### YOUR ASSIGNMENT
Extract all lines that hold "TripFilters" from the records below.

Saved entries
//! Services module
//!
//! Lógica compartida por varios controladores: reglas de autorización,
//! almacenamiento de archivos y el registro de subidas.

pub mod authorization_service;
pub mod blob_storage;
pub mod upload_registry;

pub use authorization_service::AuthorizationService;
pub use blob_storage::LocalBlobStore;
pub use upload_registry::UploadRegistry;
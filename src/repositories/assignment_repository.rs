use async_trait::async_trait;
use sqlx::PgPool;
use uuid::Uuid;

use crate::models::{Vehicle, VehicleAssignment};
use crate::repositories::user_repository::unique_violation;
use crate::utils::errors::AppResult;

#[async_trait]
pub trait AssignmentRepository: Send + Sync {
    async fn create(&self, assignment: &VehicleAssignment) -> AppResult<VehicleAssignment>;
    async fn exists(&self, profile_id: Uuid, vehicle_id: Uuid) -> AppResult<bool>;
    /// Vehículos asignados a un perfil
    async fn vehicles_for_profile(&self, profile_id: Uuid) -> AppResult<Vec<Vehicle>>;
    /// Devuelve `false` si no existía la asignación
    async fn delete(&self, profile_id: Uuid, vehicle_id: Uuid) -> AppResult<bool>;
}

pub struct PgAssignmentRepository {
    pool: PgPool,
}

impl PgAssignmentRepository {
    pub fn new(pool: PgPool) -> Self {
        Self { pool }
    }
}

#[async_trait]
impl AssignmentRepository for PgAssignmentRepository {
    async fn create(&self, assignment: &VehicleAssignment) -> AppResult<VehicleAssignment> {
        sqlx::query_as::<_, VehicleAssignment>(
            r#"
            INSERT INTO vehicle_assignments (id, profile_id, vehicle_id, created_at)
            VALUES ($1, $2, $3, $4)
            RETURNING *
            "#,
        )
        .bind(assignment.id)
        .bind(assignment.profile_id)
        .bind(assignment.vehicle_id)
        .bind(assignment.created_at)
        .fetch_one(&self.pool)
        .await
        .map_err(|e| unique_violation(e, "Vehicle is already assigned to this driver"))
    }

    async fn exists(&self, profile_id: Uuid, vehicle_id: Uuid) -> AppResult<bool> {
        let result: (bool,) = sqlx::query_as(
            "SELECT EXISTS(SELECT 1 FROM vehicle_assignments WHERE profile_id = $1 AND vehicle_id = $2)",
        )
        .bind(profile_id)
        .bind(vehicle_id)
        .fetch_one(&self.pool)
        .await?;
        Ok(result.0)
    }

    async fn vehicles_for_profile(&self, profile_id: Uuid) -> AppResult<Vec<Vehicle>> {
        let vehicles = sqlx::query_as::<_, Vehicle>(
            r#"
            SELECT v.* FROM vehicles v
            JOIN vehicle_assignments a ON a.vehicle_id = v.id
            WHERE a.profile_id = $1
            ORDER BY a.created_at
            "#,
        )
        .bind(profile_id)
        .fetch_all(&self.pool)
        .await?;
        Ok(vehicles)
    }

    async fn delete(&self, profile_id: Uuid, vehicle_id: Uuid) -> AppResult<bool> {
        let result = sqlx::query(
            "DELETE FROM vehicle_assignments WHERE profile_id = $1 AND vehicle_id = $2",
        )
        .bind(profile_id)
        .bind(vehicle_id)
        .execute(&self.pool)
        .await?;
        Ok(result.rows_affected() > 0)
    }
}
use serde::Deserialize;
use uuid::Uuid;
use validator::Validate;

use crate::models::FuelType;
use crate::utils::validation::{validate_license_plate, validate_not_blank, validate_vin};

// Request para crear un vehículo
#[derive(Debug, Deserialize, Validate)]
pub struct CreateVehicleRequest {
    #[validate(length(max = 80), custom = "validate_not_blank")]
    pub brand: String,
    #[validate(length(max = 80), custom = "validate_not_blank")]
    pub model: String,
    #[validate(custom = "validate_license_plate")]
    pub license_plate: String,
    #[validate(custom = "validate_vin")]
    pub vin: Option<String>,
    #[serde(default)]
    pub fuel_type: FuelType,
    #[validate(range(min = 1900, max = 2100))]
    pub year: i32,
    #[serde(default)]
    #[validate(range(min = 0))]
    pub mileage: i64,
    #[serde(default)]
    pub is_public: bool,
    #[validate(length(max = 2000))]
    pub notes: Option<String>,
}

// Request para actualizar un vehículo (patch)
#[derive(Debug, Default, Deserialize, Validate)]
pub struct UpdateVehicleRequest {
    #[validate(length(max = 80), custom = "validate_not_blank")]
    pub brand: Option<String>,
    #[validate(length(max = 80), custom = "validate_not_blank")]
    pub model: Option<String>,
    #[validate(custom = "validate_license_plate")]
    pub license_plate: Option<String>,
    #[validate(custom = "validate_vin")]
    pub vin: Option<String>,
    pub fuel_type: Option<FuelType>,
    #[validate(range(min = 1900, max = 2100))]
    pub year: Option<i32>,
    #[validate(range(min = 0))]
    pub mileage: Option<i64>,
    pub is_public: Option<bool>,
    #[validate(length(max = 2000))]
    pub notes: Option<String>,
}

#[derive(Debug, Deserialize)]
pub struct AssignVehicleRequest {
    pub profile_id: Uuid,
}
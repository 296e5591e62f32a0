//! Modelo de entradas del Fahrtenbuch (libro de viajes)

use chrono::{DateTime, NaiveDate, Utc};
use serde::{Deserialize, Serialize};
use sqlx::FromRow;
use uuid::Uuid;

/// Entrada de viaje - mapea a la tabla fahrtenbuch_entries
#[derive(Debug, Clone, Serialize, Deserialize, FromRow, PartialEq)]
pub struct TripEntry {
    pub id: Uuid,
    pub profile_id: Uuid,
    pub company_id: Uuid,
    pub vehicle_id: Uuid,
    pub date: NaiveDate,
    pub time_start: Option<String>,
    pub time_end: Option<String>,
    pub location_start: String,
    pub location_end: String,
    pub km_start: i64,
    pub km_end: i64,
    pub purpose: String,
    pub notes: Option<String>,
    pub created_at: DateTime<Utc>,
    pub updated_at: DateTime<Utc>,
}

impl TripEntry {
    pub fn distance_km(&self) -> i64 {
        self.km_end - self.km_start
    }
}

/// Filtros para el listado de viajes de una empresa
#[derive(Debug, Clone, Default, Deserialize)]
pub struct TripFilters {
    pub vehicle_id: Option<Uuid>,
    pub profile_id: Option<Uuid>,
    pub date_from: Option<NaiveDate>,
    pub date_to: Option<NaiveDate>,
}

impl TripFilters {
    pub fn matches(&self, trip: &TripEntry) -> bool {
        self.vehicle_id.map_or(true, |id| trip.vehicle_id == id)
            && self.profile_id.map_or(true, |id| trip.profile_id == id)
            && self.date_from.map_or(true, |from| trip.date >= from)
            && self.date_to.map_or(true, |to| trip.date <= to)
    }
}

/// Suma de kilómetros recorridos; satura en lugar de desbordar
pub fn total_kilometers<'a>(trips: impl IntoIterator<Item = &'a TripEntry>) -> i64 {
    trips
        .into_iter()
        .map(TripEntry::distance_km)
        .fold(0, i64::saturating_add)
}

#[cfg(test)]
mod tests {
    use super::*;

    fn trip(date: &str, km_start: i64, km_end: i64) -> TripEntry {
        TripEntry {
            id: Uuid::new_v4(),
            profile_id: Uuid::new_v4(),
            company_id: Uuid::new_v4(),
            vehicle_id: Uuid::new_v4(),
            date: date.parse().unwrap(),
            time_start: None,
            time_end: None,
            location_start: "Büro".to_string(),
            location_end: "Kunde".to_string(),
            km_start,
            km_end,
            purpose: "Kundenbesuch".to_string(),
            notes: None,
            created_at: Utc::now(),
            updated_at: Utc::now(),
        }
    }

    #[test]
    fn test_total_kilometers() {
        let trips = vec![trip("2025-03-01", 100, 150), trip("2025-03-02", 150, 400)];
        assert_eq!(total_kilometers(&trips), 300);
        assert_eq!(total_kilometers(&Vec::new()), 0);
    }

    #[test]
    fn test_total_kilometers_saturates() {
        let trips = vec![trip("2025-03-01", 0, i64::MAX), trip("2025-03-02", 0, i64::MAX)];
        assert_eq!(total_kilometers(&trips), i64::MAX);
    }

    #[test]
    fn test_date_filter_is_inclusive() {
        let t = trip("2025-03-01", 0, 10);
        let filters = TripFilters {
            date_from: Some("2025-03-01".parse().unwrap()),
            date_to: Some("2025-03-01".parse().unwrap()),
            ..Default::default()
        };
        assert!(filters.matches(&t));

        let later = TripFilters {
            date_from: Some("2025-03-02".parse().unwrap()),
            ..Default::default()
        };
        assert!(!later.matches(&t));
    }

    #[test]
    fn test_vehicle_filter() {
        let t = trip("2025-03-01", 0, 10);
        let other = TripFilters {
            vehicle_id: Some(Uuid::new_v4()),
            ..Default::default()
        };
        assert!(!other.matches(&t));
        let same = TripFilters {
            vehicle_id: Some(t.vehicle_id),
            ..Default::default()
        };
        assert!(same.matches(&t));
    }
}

### FINISHED TASK
pub struct TripFilters {
impl TripFilters {
        let filters = TripFilters {
        let later = TripFilters {
        let other = TripFilters {
        let same = TripFilters {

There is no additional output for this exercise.